アインシュタイン(A. Einstein)の特殊相対性理論によれば、ニュートン力学のような絶対的な時間は存在せず、時間と空間を一緒にして4次元の時空間として考えなければならない。このように、時間も1つの座標としてとらえて定義した時刻を座標時と呼ぶ。
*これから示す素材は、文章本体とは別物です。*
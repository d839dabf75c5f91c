//! Noise-robustness experiments.
//!
//! A noise sweep runs the genetic algorithm several times per noise level and
//! keeps the lowest final cost for each level. Every noise level starts from
//! the same set of initial populations, so levels differ only by the noise
//! injected during selection.

use crate::error::{GaError, GaResult};
use crate::heuristics::genetic::{GAConfig, GeneticAlgorithm};
use crate::heuristics::noise::NoiseModel;
use crate::heuristics::selection::Selection;
use crate::individual::{random_population, Population};
use crate::instance::TspInstance;

use indicatif::{ProgressBar, ProgressStyle};
use rand::prelude::*;
use rand_chacha::ChaCha8Rng;
use rayon::prelude::*;
use serde::{Deserialize, Serialize};
use statrs::statistics::Statistics;
use std::fs::File;
use std::path::Path;
use std::time::Instant;

/// Tournament sizes compared in a parameter sweep
pub const TOURNAMENT_SIZES: [usize; 5] = [2, 4, 6, 8, 10];

/// Selection pressures compared in a parameter sweep
pub const SELECTION_PRESSURES: [f64; 5] = [1.1, 1.3, 1.5, 1.7, 2.0];

/// Outcome of all trials at one noise level
#[derive(Debug, Clone, Serialize, Deserialize)]
pub struct NoiseSweepResult {
    /// Instance name
    pub instance: String,
    /// Selection label, e.g. `tournament(size=2)`
    pub selection: String,
    pub noise_level: f64,
    /// Lowest final cost over all trials
    pub min_distance: f64,
    /// Known optimal distance of the instance
    pub optimal_distance: f64,
    /// Gap of `min_distance` to the optimum, in percent
    pub gap_percent: f64,
    pub mean_distance: f64,
    pub std_distance: f64,
    /// Final cost of each trial, in trial order
    #[serde(skip)]
    pub trial_distances: Vec<f64>,
    /// Wall time for all trials of this level, in seconds
    pub time: f64,
}

/// Benchmark configuration
#[derive(Debug, Clone)]
pub struct BenchmarkConfig {
    /// Noise factors to evaluate
    pub noise_levels: Vec<f64>,
    /// Independent trials per noise level
    pub num_trials: usize,
    /// Run trials in parallel
    pub parallel: bool,
    /// Show a progress bar
    pub show_progress: bool,
    /// Master seed; falls back to the GA seed, then to OS entropy
    pub seed: Option<u64>,
}

impl Default for BenchmarkConfig {
    fn default() -> Self {
        BenchmarkConfig {
            noise_levels: vec![0.0, 1.0, 2.0, 4.0],
            num_trials: 10,
            parallel: true,
            show_progress: false,
            seed: None,
        }
    }
}

impl BenchmarkConfig {
    pub fn validate(&self) -> GaResult<()> {
        if self.num_trials == 0 {
            return Err(GaError::configuration("num_trials must be at least 1"));
        }
        if self.noise_levels.is_empty() {
            return Err(GaError::configuration("at least one noise level is required"));
        }
        for &level in &self.noise_levels {
            NoiseModel::new(level)?;
        }
        Ok(())
    }
}

/// Tournament selections for each given size
pub fn tournament_variants(sizes: &[usize]) -> GaResult<Vec<Selection>> {
    sizes.iter().map(|&size| Selection::tournament(size, 0.0)).collect()
}

/// Rank-based selections for each given pressure
pub fn rank_variants(pressures: &[f64]) -> GaResult<Vec<Selection>> {
    pressures
        .iter()
        .map(|&pressure| Selection::rank_based(pressure, 0.0))
        .collect()
}

/// Benchmarking engine
pub struct Benchmark {
    config: BenchmarkConfig,
    results: Vec<NoiseSweepResult>,
}

impl Benchmark {
    pub fn new(config: BenchmarkConfig) -> GaResult<Self> {
        config.validate()?;
        Ok(Benchmark {
            config,
            results: Vec::new(),
        })
    }

    fn progress_bar(&self, len: u64) -> ProgressBar {
        if !self.config.show_progress {
            return ProgressBar::hidden();
        }
        let bar = ProgressBar::new(len);
        if let Ok(style) =
            ProgressStyle::with_template("{msg} [{bar:40}] {pos}/{len} trials ({elapsed})")
        {
            bar.set_style(style.progress_chars("=> "));
        }
        bar
    }

    /// Run every trial at every noise level with `ga_config`'s selection.
    pub fn run_noise_sweep(
        &mut self,
        instance: &TspInstance,
        ga_config: &GAConfig,
    ) -> GaResult<Vec<NoiseSweepResult>> {
        instance.validate()?;
        ga_config.validate()?;

        let mut master = match self.config.seed.or(ga_config.seed) {
            Some(seed) => ChaCha8Rng::seed_from_u64(seed),
            None => ChaCha8Rng::from_entropy(),
        };

        let initial: Vec<Population> = (0..self.config.num_trials)
            .map(|_| random_population(ga_config.population_size, instance.tour_size, &mut master))
            .collect();

        let bar = self.progress_bar((self.config.noise_levels.len() * self.config.num_trials) as u64);
        bar.set_message(format!("{} {}", instance.name, ga_config.selection.label()));

        let mut sweep = Vec::with_capacity(self.config.noise_levels.len());

        for &noise_level in &self.config.noise_levels {
            let config = ga_config.clone().with_noise_factor(noise_level)?;
            let seeds: Vec<u64> = (0..self.config.num_trials).map(|_| master.gen()).collect();
            let start = Instant::now();

            let run_trial = |population: &Population, seed: u64| -> GaResult<f64> {
                let rng = ChaCha8Rng::seed_from_u64(seed);
                let mut ga = GeneticAlgorithm::with_rng(instance, config.clone(), rng)?;
                let solution = ga.run_from(population.clone())?;
                bar.inc(1);
                Ok(solution.cost)
            };

            let trial_distances: Vec<f64> = if self.config.parallel {
                initial
                    .par_iter()
                    .zip(seeds.par_iter())
                    .map(|(population, &seed)| run_trial(population, seed))
                    .collect::<GaResult<Vec<f64>>>()?
            } else {
                initial
                    .iter()
                    .zip(seeds.iter())
                    .map(|(population, &seed)| run_trial(population, seed))
                    .collect::<GaResult<Vec<f64>>>()?
            };

            let min_distance = trial_distances.iter().cloned().fold(f64::INFINITY, f64::min);
            let gap_percent = if instance.opt_distance > 0.0 {
                (min_distance - instance.opt_distance) / instance.opt_distance * 100.0
            } else {
                0.0
            };

            let result = NoiseSweepResult {
                instance: instance.name.clone(),
                selection: config.selection.label(),
                noise_level,
                min_distance,
                optimal_distance: instance.opt_distance,
                gap_percent,
                mean_distance: trial_distances.iter().mean(),
                std_distance: trial_distances.iter().population_std_dev(),
                trial_distances,
                time: start.elapsed().as_secs_f64(),
            };
            log::info!(
                "{} {} noise {}: min {:.2} (optimum {:.2}, gap {:.2}%)",
                result.instance,
                result.selection,
                noise_level,
                result.min_distance,
                result.optimal_distance,
                result.gap_percent
            );
            sweep.push(result);
        }

        bar.finish_and_clear();
        self.results.extend(sweep.iter().cloned());
        Ok(sweep)
    }

    /// Run a noise sweep for each selection variant. The variants' own noise
    /// factors are replaced by the sweep's noise levels.
    pub fn run_parameter_sweep(
        &mut self,
        instance: &TspInstance,
        ga_config: &GAConfig,
        selections: &[Selection],
    ) -> GaResult<Vec<NoiseSweepResult>> {
        let mut all = Vec::new();
        for selection in selections {
            let config = GAConfig {
                selection: *selection,
                ..ga_config.clone()
            };
            all.extend(self.run_noise_sweep(instance, &config)?);
        }
        Ok(all)
    }

    /// Export results to CSV
    pub fn export_to_csv<P: AsRef<Path>>(&self, path: P) -> GaResult<()> {
        let file = File::create(path)?;
        let mut writer = csv::Writer::from_writer(file);

        for result in &self.results {
            writer.serialize(result)?;
        }

        writer.flush()?;
        Ok(())
    }

    /// Generate summary report
    pub fn generate_report(&self) -> String {
        let mut report = String::new();

        report.push_str("========================================\n");
        report.push_str("     Noisy Selection Benchmark Report\n");
        report.push_str("========================================\n");
        report.push_str(&format!(
            "Generated: {}\n",
            chrono::Local::now().format("%Y-%m-%d %H:%M:%S")
        ));
        report.push_str(&format!("Trials per noise level: {}\n\n", self.config.num_trials));

        report.push_str("-".repeat(96).as_str());
        report.push('\n');
        report.push_str(&format!(
            "{:<12} {:<24} {:>7} {:>12} {:>12} {:>9} {:>12} {:>10}\n",
            "Instance", "Selection", "Noise", "Min Dist", "Optimal", "Gap%", "Mean Dist", "Time"
        ));
        report.push_str("-".repeat(96).as_str());
        report.push('\n');

        for r in &self.results {
            report.push_str(&format!(
                "{:<12} {:<24} {:>7.1} {:>12.2} {:>12.2} {:>8.2}% {:>12.2} {:>10.3}\n",
                r.instance,
                r.selection,
                r.noise_level,
                r.min_distance,
                r.optimal_distance,
                r.gap_percent,
                r.mean_distance,
                r.time
            ));
        }

        report.push_str("-".repeat(96).as_str());
        report.push('\n');
        report
    }

    /// Get all results
    pub fn results(&self) -> &[NoiseSweepResult] {
        &self.results
    }

    pub fn config(&self) -> &BenchmarkConfig {
        &self.config
    }
}

/// Load every `*.json` instance of a directory, smallest first. Files that
/// fail to load are skipped with a warning.
pub fn load_instances_from_dir<P: AsRef<Path>>(dir: P) -> GaResult<Vec<TspInstance>> {
    let mut instances = Vec::new();

    for entry in std::fs::read_dir(dir)?.flatten() {
        let path = entry.path();
        if path.extension().map(|e| e == "json").unwrap_or(false) {
            match TspInstance::from_file(&path) {
                Ok(instance) => instances.push(instance),
                Err(e) => log::warn!("Skipping {:?}: {}", path, e),
            }
        }
    }

    instances.sort_by_key(|i| i.tour_size);
    Ok(instances)
}
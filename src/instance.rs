//! Module for loading and representing TSP instances.
//!
//! An instance is a precomputed square matrix of edge costs plus the size of
//! a tour. It is produced by an external converter as a JSON record with the
//! fields `TourSize`, `OptDistance` and `DistanceMatrix`. Asymmetric matrices
//! are allowed: the evaluator never assumes `d[i][j] == d[j][i]`.

use crate::error::{GaError, GaResult};
use serde::{Deserialize, Serialize};
use std::fs;
use std::path::Path;

/// Generation and population sizes used for the reference instances.
#[derive(Debug, Clone, Copy, PartialEq)]
pub struct InstancePreset {
    pub name: &'static str,
    pub num_generations: usize,
    pub population_size: usize,
    /// Best known tour cost
    pub opt_distance: f64,
}

/// Parameters tuned per reference instance (generations x population).
pub const PRESETS: [InstancePreset; 8] = [
    InstancePreset { name: "burma14", num_generations: 100, population_size: 140, opt_distance: 3323.0 },
    InstancePreset { name: "ulysses16", num_generations: 150, population_size: 160, opt_distance: 6859.0 },
    InstancePreset { name: "ulysses22", num_generations: 200, population_size: 220, opt_distance: 7013.0 },
    InstancePreset { name: "bays29", num_generations: 800, population_size: 290, opt_distance: 2020.0 },
    InstancePreset { name: "dantzig42", num_generations: 900, population_size: 420, opt_distance: 699.0 },
    InstancePreset { name: "att48", num_generations: 400, population_size: 480, opt_distance: 10628.0 },
    InstancePreset { name: "eil51", num_generations: 1000, population_size: 510, opt_distance: 426.0 },
    InstancePreset { name: "eil76", num_generations: 700, population_size: 760, opt_distance: 538.0 },
];

/// Look up the preset of a reference instance by name.
pub fn preset(name: &str) -> Option<&'static InstancePreset> {
    PRESETS.iter().find(|p| p.name == name)
}

/// Represents a complete TSP instance
#[derive(Debug, Clone, Serialize, Deserialize)]
pub struct TspInstance {
    /// Name of the instance (file stem when loaded from disk)
    #[serde(skip)]
    pub name: String,
    /// Number of cities in a tour
    #[serde(rename = "TourSize")]
    pub tour_size: usize,
    /// Known optimal tour cost, only used for reporting
    #[serde(rename = "OptDistance")]
    pub opt_distance: f64,
    /// Pairwise edge costs, `distance_matrix[from][to]`
    #[serde(rename = "DistanceMatrix")]
    pub distance_matrix: Vec<Vec<f64>>,
}

impl TspInstance {
    /// Build an instance from an in-memory matrix. The tour size is the
    /// matrix dimension.
    pub fn new(name: &str, distance_matrix: Vec<Vec<f64>>, opt_distance: f64) -> GaResult<Self> {
        let instance = TspInstance {
            name: name.to_string(),
            tour_size: distance_matrix.len(),
            opt_distance,
            distance_matrix,
        };
        instance.validate()?;
        Ok(instance)
    }

    /// Parse the converter's JSON record.
    pub fn from_json_str(name: &str, json: &str) -> GaResult<Self> {
        let mut instance: TspInstance = serde_json::from_str(json)?;
        instance.name = name.to_string();
        instance.validate()?;
        Ok(instance)
    }

    /// Load an instance from a JSON file; the file stem becomes its name.
    pub fn from_file<P: AsRef<Path>>(path: P) -> GaResult<Self> {
        let path = path.as_ref();
        let json = fs::read_to_string(path)?;
        let name = path
            .file_stem()
            .map(|s| s.to_string_lossy().into_owned())
            .unwrap_or_default();
        let instance = Self::from_json_str(&name, &json)?;
        log::info!(
            "Loaded instance {} ({} cities) from {:?}",
            instance.name,
            instance.tour_size,
            path
        );
        Ok(instance)
    }

    /// Reject instances no population can be seeded for.
    pub fn validate(&self) -> GaResult<()> {
        if self.tour_size <= 1 {
            return Err(GaError::invalid_instance(format!(
                "tour size must be greater than 1, got {}",
                self.tour_size
            )));
        }
        if self.distance_matrix.len() != self.tour_size {
            return Err(GaError::invalid_instance(format!(
                "tour size {} does not match a matrix with {} rows",
                self.tour_size,
                self.distance_matrix.len()
            )));
        }
        for (i, row) in self.distance_matrix.iter().enumerate() {
            if row.len() != self.tour_size {
                return Err(GaError::invalid_instance(format!(
                    "matrix is not square: row {} has {} entries, expected {}",
                    i,
                    row.len(),
                    self.tour_size
                )));
            }
            if let Some(j) = row.iter().position(|d| !d.is_finite() || *d < 0.0) {
                return Err(GaError::invalid_instance(format!(
                    "distance [{}][{}] = {} is not a non-negative finite cost",
                    i, j, row[j]
                )));
            }
        }
        Ok(())
    }

    /// Get the cost of the edge `from -> to`
    #[inline]
    pub fn distance(&self, from: usize, to: usize) -> f64 {
        self.distance_matrix[from][to]
    }

    fn checked_distance(&self, from: usize, to: usize) -> GaResult<f64> {
        let row = self.distance_matrix.get(from).ok_or(GaError::GeneOutOfRange {
            gene: from,
            tour_size: self.tour_size,
        })?;
        row.get(to).copied().ok_or(GaError::GeneOutOfRange {
            gene: to,
            tour_size: self.tour_size,
        })
    }

    /// Closed tour cost: every consecutive edge plus the edge from the last
    /// city back to the first.
    ///
    /// The permutation property is not checked here; only out-of-range genes
    /// are reported.
    pub fn evaluate(&self, tour: &[usize]) -> GaResult<f64> {
        let (first, last) = match (tour.first(), tour.last()) {
            (Some(&first), Some(&last)) => (first, last),
            _ => return Ok(0.0),
        };

        let mut length = self.checked_distance(last, first)?;
        for pair in tour.windows(2) {
            length += self.checked_distance(pair[0], pair[1])?;
        }

        Ok(length)
    }

    /// Whether `d[i][j] == d[j][i]` for every pair of cities.
    pub fn is_symmetric(&self) -> bool {
        (0..self.tour_size).all(|i| {
            (i + 1..self.tour_size).all(|j| self.distance(i, j) == self.distance(j, i))
        })
    }

    /// Preset parameters when this is one of the reference instances.
    pub fn preset(&self) -> Option<&'static InstancePreset> {
        preset(&self.name)
    }

    /// Get statistics about the instance
    pub fn statistics(&self) -> InstanceStatistics {
        let mut distances: Vec<f64> = Vec::new();
        for i in 0..self.tour_size {
            for j in 0..self.tour_size {
                if i != j {
                    distances.push(self.distance(i, j));
                }
            }
        }
        let avg_distance = if distances.is_empty() {
            0.0
        } else {
            distances.iter().sum::<f64>() / distances.len() as f64
        };
        let max_distance = distances.iter().cloned().fold(0.0, f64::max);

        InstanceStatistics {
            name: self.name.clone(),
            tour_size: self.tour_size,
            opt_distance: self.opt_distance,
            symmetric: self.is_symmetric(),
            avg_distance,
            max_distance,
        }
    }
}

/// Statistics about a TSP instance
#[derive(Debug, Clone, Serialize, Deserialize)]
pub struct InstanceStatistics {
    pub name: String,
    pub tour_size: usize,
    pub opt_distance: f64,
    pub symmetric: bool,
    pub avg_distance: f64,
    pub max_distance: f64,
}

impl std::fmt::Display for InstanceStatistics {
    fn fmt(&self, f: &mut std::fmt::Formatter<'_>) -> std::fmt::Result {
        writeln!(f, "Instance: {}", self.name)?;
        writeln!(f, "  Cities: {}", self.tour_size)?;
        writeln!(f, "  Optimal distance: {:.2}", self.opt_distance)?;
        writeln!(f, "  Symmetric: {}", self.symmetric)?;
        writeln!(f, "  Avg distance: {:.2}", self.avg_distance)?;
        writeln!(f, "  Max distance: {:.2}", self.max_distance)
    }
}

#[cfg(test)]
mod tests {
    use super::*;

    fn four_city() -> TspInstance {
        TspInstance::new(
            "four",
            vec![
                vec![0.0, 1.0, 2.0, 3.0],
                vec![1.0, 0.0, 4.0, 5.0],
                vec![2.0, 4.0, 0.0, 6.0],
                vec![3.0, 5.0, 6.0, 0.0],
            ],
            14.0,
        )
        .unwrap()
    }

    fn asymmetric() -> TspInstance {
        TspInstance::new(
            "asym",
            vec![
                vec![0.0, 1.0, 10.0],
                vec![10.0, 0.0, 1.0],
                vec![1.0, 10.0, 0.0],
            ],
            3.0,
        )
        .unwrap()
    }

    #[test]
    fn test_evaluate_closed_tour() {
        let instance = four_city();
        assert_eq!(instance.evaluate(&[0, 1, 2, 3]).unwrap(), 14.0);
        // 0-2-1-3-0 = 2 + 4 + 5 + 3
        assert_eq!(instance.evaluate(&[0, 2, 1, 3]).unwrap(), 14.0);
        // 0-1-3-2-0 = 1 + 5 + 6 + 2
        assert_eq!(instance.evaluate(&[0, 1, 3, 2]).unwrap(), 14.0);
    }

    #[test]
    fn test_evaluate_rotation_invariant() {
        let instance = asymmetric();
        let tour = [0, 1, 2];
        let expected = instance.evaluate(&tour).unwrap();
        assert_eq!(instance.evaluate(&[1, 2, 0]).unwrap(), expected);
        assert_eq!(instance.evaluate(&[2, 0, 1]).unwrap(), expected);

        let symmetric = four_city();
        let cost = symmetric.evaluate(&[3, 1, 0, 2]).unwrap();
        assert_eq!(symmetric.evaluate(&[1, 0, 2, 3]).unwrap(), cost);
    }

    #[test]
    fn test_evaluate_reversal() {
        let symmetric = four_city();
        assert_eq!(
            symmetric.evaluate(&[0, 2, 3, 1]).unwrap(),
            symmetric.evaluate(&[1, 3, 2, 0]).unwrap()
        );

        let asym = asymmetric();
        assert_eq!(asym.evaluate(&[0, 1, 2]).unwrap(), 3.0);
        assert_eq!(asym.evaluate(&[2, 1, 0]).unwrap(), 30.0);
    }

    #[test]
    fn test_evaluate_idempotent() {
        let instance = four_city();
        let first = instance.evaluate(&[3, 0, 2, 1]).unwrap();
        let second = instance.evaluate(&[3, 0, 2, 1]).unwrap();
        assert_eq!(first.to_bits(), second.to_bits());
    }

    #[test]
    fn test_evaluate_out_of_range_gene() {
        let instance = four_city();
        match instance.evaluate(&[0, 1, 7, 3]) {
            Err(GaError::GeneOutOfRange { gene, tour_size }) => {
                assert_eq!(gene, 7);
                assert_eq!(tour_size, 4);
            }
            other => panic!("expected GeneOutOfRange, got {:?}", other),
        }
    }

    #[test]
    fn test_rejects_invalid_instances() {
        assert!(TspInstance::new("one", vec![vec![0.0]], 0.0).is_err());
        assert!(TspInstance::new("ragged", vec![vec![0.0, 1.0], vec![1.0]], 0.0).is_err());
        assert!(TspInstance::new("neg", vec![vec![0.0, -1.0], vec![1.0, 0.0]], 0.0).is_err());

        let json = r#"{"TourSize": 3, "OptDistance": 2, "DistanceMatrix": [[0, 1], [1, 0]]}"#;
        assert!(matches!(
            TspInstance::from_json_str("mismatch", json),
            Err(GaError::InvalidInstance { .. })
        ));
    }

    #[test]
    fn test_from_json_str() {
        let json = r#"{
            "TourSize": 3,
            "OptDistance": 6,
            "DistanceMatrix": [
                [0.0, 1.0, 2.0],
                [1.0, 0.0, 3.0],
                [2.0, 3.0, 0.0]
            ]
        }"#;
        let instance = TspInstance::from_json_str("tri", json).unwrap();
        assert_eq!(instance.name, "tri");
        assert_eq!(instance.tour_size, 3);
        assert_eq!(instance.opt_distance, 6.0);
        assert_eq!(instance.distance(1, 2), 3.0);
        assert!(instance.is_symmetric());
    }

    #[test]
    fn test_presets() {
        let burma = preset("burma14").unwrap();
        assert_eq!(burma.num_generations, 100);
        assert_eq!(burma.population_size, 140);
        assert_eq!(burma.opt_distance, 3323.0);

        let att = preset("att48").unwrap();
        assert_eq!((att.num_generations, att.population_size), (400, 480));

        assert!(preset("unknown").is_none());
    }

    #[test]
    fn test_statistics() {
        let stats = four_city().statistics();
        assert_eq!(stats.tour_size, 4);
        assert!(stats.symmetric);
        assert_eq!(stats.max_distance, 6.0);
        assert!((stats.avg_distance - 3.5).abs() < 1e-12);
        assert!(!asymmetric().statistics().symmetric);
    }
}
実際にこのような枠組みで定義された座標系には、太陽系重心を原点とした太陽系準拠系(BCRS)、地球重心を原点とした地球準拠系(GCRS)があり、両者は一般相対性理論に基づく変換により結び付けられている。とくに、太陽系準拠系における時刻を太陽系座標時(TCB)、地心準拠系における時刻を地心座標時(TCG)と呼ぶ。
似たような時刻系に力学時がある。太陽系力学時と地心力学時は座標系が異なるので歩度(進み具合)も異なるはずであるが同じ1秒を採用している。このため力学時で表現すると太陽系準拠系と地心準拠系で長さのスケールが異なることになり、結果的に天文定数が定数でなくなるなどの問題が生じる。したがって、現在では力学時よりも座標時の使用が推奨されている。天文定数系も参照。